I had been working overtime on a big idea, giving life to an ostensibly brilliant scheme of mine (at least that is what I wish to believe). I wanted my idea to fly like the Wright Brothers' first home-made airplane but I am not building a new aircraft in case you were curious….rather something that would spawn employment, help the poor, save the planet and also generate a fairly decent amount of money.
Alas, not even a single investor (I met three) seemed to share my social entrepreneurial beliefs. They were okay with the money angle but not with the saving the planet thing or helping the underprivileged. Can’t blame though, they wanted to fund a money-making business venture and not a Mother Teresa themed non-profit as they misread mine to be.
After almost a year of refining my idea, getting the right people on board, fixing the maths and even micro fine-tuning my elevator pitch (that’s the presentation you make to your investors), I was obviously very disappointed. And it took me almost a week of introspection at a secluded beach resort to get through the disillusion.
Perhaps the azure waters of the sea had a reassuring effect on me or maybe it was sanguine hope of the touristy young kids I befriended at the hotel. Every day, they would wait with me on the beach front, waiting to catch a glimpse of the elusive dolphins the resort brochure claimed were aplenty there. That it was a gimmick was apparently evident but the kids believed anyway. While I would lounge on the beach reading Stephen King with Cold Play and Collective Soul for company, they would sit around with binoculars and digital cameras intently inspecting the sea, waiting for the right moment. 3 days elapsed but they never lost hope and impressed with their dedication, I didn’t wish to discourage them.
During sundown on the 4th day of my stay, their efforts paid off. In true Hollywood style that even astonished the resort staff, we were entertained with a breath taking spectacle of at least 9 to 10 small dolphins, frolicking in concert, around 200 meters from the shore. It was a spectacular show indeed but what made it more special were the kids who were relishing every moment of it, shouting and juggling their digital gadgets, completely satisfied at their 4 day wait.
This episode reminded me of a similar experience during my childhood. It is about an electric lemon experiment my friend Bobby and I attempted for our sixth grade science fair project. It sounded so cool. A lemon, the library science hobby book said, could put out enough electrical energy to power a small light bulb. We rounded up a lemon, a small flashlight bulb and some copper wire from a defunct radio the day before the school fair and figured we were all set to glory.

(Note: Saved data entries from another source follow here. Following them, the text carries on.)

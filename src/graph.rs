//! The graph compiler: a recursive, post-order walk of the configuration
//! tree that turns every tag expression into a deduplicated build node.
//!
//! Nodes live in an arena (a `petgraph` graph) and reference each other by
//! index, so cycle-freedom is structural: a node can only depend on nodes
//! that already exist. The id of a node is a hash over its rule kind, its
//! canonical arguments and the ids of its dependencies; a memoization table
//! keyed by this id makes two identical tag occurrences compile to a single
//! node, however many configuration fields reference them.

use std::collections::HashMap;

use camino::{Utf8Path, Utf8PathBuf};
use petgraph::graph::{DiGraph, NodeIndex};

use crate::config::{FileRef, FileSpec, TaskConfig, TaskType};
use crate::core::{Blake3Hasher, NodeId};
use crate::error::GraphError;
use crate::tag::{Tag, TagArg, TagKind};

/// Where a command's artifact comes from once the process has exited.
#[derive(Debug, Clone, PartialEq)]
pub(crate) enum Artifact {
    /// The captured standard output is the artifact, byte for byte.
    Stdout,
    /// The tool wrote the artifact to this path.
    File(Utf8PathBuf),
}

/// The concrete work a node performs when dispatched.
#[derive(Debug, Clone, PartialEq)]
pub(crate) enum Work {
    Command {
        argv: Vec<String>,
        /// Working directory; `None` means a per-dispatch scratch directory.
        cwd: Option<Utf8PathBuf>,
        stdin: Option<Utf8PathBuf>,
        env: Vec<(String, String)>,
        artifact: Artifact,
    },
    WriteText {
        text: String,
    },
    Gunzip {
        src: Utf8PathBuf,
    },
    Zip {
        members: Vec<(String, Utf8PathBuf)>,
    },
}

/// A compiled, deduplicated unit of work.
#[derive(Debug)]
pub(crate) struct BuildNode {
    pub id: NodeId,
    /// Rule discriminator, part of the id and the fingerprint.
    pub kind: &'static str,
    /// Human-readable label for progress display and error reports.
    pub label: String,
    /// Canonical arguments, hashed into the id and the fingerprint.
    pub canon: Vec<String>,
    /// Dependencies in argument order; fingerprints are folded in this order.
    pub deps: Vec<NodeIndex>,
    /// Leaf input files whose content feeds the fingerprint.
    pub inputs: Vec<Utf8PathBuf>,
    /// Where the finished artifact is placed, under the build directory.
    pub out: Utf8PathBuf,
    pub work: Work,
}

/// A file the plan refers to: either a plain source file or the output of a
/// build node.
#[derive(Debug, Clone, Copy, PartialEq)]
pub(crate) enum Source {
    File(NodeIndex),
    Plain(usize),
}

Our experiment was aptly named ‘Lemon Electricity’. On the day of the science fair, Bobby and I poked two pieces of the copper wire into opposite ends of the lemon and wrapped the other ends around the base of the light bulb holder as the book instructed. But nothing happened. Absolutely nothing. We kept jabbing the wires into the other end of the lemon and fiddling with the bulb, but to no avail. We thought our lemon might be a dud or maybe the bulb was dead too so, we used the additional lemons and bulbs we had bought along for backup but it still didn’t work. We became desperate, we asked around but of course, there were no fresh lemons or bulbs to be found in the school canteen. So, Bobby and I sat at our allotted booth with our punctured lemons and a wet set of bulbs demonstrating to the fair visitors how it was, well, supposed to work.
I still love the idea that a lemon can produce electricity. And over the years, I’ve become fascinated by simple people who have the optimistic resolve to ride out failures and the courage to push the damp letter out of the wet envelope. They are the generators of hope, ordinary people you’ll encounter who are pushing extraordinary ideas in different ways. There are some people I personally know who inspire me and push me to move on; calling to mind my favorite definition of Hope which comes from the American Heritage Dictionary “the desire and search for a future good, difficult but not impossible to attain..”
So regardless of whether it’s starting a company, passing an exam or marrying the girl of your dreams, its important to never give up Hope. After all, it is Hope that inspires you to dream and encourages you to follow your own electric lemons, dolphins or other ideas, no matter how big or small.
And by the way, Bobby and I did figure out a technique to get the lemons to work (you use concentrated lemon juice instead). It also won us a prize during our seventh grade science fair. If anyone of you reading this has gotten an electric lemon to work, I’d love to hear from you on how you did it. With lots of hope, tata.